§ **Exercise requirements**
Search the data for the string "Serialize", and report each line where it is found.

§ **Data supplied**

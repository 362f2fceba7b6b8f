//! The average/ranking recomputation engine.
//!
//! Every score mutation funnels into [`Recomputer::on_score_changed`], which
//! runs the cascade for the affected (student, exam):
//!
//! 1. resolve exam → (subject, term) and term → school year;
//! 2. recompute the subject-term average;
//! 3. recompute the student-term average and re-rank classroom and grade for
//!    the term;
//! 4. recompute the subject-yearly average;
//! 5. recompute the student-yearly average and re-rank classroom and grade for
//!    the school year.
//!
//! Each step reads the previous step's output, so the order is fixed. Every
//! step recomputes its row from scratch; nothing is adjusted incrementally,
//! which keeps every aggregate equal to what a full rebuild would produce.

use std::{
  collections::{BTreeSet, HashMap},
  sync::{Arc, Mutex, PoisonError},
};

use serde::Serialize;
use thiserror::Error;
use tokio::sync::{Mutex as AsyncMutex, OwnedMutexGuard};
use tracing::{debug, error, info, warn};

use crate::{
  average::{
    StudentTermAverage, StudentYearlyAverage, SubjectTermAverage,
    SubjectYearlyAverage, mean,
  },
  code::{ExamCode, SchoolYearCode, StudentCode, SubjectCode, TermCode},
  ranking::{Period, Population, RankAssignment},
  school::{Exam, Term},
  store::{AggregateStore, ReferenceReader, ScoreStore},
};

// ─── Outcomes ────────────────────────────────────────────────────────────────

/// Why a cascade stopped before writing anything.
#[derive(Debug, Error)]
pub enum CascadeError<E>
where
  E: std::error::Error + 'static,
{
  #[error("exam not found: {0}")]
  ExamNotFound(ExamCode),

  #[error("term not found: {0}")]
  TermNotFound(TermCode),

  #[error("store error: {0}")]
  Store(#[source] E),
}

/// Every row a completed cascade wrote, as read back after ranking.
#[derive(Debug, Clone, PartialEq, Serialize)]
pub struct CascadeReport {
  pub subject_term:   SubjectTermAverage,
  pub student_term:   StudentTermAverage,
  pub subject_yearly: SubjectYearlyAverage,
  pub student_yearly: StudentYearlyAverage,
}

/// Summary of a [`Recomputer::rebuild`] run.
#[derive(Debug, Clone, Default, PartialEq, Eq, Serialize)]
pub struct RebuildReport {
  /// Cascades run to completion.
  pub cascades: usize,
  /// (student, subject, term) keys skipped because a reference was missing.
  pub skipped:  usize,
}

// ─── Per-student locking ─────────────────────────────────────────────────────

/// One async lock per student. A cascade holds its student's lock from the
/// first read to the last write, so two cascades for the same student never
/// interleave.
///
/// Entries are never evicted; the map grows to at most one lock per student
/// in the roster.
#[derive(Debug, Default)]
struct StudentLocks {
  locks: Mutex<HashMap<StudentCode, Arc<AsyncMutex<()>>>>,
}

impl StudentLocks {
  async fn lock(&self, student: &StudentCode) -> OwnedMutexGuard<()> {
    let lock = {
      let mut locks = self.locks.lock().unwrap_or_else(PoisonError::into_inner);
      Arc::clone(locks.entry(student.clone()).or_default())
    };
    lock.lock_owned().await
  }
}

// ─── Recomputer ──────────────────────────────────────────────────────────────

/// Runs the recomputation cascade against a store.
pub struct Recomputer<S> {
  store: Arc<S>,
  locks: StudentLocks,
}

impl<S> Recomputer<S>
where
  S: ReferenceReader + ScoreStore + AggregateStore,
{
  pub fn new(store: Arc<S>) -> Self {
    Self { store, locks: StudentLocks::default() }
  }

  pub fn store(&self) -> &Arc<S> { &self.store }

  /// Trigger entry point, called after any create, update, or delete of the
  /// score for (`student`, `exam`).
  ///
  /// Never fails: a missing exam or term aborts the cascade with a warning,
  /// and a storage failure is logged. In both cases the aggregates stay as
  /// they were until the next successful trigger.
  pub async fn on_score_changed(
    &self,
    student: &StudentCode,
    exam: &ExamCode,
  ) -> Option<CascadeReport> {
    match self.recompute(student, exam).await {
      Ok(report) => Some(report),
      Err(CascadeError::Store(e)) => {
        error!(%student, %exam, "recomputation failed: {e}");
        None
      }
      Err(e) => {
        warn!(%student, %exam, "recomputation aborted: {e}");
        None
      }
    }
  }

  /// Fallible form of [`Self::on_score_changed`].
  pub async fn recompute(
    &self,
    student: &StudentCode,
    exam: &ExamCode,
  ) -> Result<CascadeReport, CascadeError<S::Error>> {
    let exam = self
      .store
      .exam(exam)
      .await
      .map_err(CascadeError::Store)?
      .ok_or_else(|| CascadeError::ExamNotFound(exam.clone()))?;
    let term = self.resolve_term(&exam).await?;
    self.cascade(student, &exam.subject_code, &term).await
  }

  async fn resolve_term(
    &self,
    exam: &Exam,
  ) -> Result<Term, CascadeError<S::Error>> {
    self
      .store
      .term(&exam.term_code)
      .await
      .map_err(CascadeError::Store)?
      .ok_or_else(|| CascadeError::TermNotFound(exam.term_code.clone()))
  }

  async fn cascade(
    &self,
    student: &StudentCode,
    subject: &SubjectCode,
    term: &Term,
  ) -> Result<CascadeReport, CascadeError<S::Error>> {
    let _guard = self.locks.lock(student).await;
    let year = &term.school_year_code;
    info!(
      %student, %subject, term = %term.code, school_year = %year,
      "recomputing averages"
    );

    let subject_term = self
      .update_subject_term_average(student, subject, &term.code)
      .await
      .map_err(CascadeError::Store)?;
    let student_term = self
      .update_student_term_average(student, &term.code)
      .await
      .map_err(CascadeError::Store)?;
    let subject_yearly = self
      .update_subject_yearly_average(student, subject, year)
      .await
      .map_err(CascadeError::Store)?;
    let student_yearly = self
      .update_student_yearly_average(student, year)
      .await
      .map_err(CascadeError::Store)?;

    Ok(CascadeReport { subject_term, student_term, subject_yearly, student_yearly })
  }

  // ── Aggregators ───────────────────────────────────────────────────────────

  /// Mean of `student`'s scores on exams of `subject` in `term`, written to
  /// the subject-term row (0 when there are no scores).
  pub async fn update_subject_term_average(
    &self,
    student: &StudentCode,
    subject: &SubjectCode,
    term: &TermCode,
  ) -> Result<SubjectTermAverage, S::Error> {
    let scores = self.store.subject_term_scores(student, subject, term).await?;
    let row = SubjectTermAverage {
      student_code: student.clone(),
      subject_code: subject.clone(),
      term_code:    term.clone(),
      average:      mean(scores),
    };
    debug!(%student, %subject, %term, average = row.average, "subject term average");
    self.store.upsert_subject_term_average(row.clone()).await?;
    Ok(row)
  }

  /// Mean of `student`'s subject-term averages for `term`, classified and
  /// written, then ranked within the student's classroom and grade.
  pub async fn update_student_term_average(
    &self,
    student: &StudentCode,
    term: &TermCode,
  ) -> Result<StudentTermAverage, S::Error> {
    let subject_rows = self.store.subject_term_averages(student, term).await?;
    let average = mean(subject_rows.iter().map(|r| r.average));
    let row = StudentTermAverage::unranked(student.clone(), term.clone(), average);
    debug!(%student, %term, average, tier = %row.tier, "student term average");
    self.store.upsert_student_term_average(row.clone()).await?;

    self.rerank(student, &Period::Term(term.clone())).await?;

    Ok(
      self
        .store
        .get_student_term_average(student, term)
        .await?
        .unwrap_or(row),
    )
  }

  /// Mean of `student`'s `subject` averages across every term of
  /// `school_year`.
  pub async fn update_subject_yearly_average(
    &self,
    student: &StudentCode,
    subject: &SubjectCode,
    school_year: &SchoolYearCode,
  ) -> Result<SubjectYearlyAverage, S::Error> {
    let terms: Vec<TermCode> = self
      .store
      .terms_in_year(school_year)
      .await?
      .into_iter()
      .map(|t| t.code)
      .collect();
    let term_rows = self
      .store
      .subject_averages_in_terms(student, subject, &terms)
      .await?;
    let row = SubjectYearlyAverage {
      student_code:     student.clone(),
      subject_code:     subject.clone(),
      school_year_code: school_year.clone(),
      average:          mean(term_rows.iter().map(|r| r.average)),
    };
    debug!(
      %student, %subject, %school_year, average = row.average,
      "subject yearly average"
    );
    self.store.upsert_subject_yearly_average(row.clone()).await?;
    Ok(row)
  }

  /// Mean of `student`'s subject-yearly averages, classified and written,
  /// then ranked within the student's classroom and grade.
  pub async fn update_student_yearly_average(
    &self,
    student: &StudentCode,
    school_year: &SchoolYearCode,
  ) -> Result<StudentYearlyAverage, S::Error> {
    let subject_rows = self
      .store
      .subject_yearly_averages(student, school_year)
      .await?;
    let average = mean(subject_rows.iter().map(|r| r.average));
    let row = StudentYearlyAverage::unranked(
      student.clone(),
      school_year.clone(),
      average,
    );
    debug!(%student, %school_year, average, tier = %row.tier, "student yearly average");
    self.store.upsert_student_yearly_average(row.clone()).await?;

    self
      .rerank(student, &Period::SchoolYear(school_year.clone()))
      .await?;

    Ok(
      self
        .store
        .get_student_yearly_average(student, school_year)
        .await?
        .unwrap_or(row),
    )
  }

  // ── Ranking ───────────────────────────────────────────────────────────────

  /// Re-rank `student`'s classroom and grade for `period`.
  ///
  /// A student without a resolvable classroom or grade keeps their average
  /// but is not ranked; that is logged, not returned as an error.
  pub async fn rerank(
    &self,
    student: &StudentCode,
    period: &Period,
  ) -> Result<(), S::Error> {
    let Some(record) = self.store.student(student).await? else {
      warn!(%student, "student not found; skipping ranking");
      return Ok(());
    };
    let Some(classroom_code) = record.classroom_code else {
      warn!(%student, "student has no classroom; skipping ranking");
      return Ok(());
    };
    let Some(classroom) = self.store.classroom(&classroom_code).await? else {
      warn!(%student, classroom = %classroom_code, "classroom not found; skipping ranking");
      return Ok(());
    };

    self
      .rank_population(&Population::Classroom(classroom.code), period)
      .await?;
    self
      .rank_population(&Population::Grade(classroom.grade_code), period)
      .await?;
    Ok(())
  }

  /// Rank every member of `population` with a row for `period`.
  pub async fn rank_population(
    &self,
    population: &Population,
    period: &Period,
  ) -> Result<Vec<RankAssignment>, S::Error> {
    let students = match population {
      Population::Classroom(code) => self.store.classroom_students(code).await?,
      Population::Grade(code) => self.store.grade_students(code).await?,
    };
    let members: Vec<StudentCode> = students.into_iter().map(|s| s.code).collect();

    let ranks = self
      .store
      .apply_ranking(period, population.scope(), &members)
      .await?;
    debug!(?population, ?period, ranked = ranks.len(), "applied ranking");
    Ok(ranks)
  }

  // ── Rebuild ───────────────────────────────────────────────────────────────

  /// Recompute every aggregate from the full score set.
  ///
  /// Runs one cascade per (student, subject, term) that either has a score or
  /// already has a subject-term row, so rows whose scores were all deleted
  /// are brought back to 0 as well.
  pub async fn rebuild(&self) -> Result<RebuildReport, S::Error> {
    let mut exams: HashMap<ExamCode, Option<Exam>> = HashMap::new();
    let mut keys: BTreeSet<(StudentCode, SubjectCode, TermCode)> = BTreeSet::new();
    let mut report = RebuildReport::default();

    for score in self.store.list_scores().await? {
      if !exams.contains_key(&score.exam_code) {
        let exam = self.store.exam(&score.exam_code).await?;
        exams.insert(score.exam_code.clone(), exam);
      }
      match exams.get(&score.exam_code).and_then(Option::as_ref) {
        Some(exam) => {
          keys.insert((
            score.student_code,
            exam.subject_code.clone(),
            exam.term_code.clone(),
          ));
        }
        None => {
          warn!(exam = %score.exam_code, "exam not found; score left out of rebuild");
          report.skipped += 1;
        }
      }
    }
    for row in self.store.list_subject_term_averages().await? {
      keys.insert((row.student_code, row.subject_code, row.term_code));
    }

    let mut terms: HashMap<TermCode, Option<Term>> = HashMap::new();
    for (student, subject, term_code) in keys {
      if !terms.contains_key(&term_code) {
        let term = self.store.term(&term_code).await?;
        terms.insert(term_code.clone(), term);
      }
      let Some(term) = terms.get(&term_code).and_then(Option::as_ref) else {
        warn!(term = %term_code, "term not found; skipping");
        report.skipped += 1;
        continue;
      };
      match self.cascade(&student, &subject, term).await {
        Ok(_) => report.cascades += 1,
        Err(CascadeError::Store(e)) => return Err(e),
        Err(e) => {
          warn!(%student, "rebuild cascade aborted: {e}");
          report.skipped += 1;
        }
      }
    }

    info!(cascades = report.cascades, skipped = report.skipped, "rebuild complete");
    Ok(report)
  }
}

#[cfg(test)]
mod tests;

§ **Task output**
use serde::Serialize;
#[derive(Debug, Clone, PartialEq, Serialize)]
#[derive(Debug, Clone, Default, PartialEq, Eq, Serialize)]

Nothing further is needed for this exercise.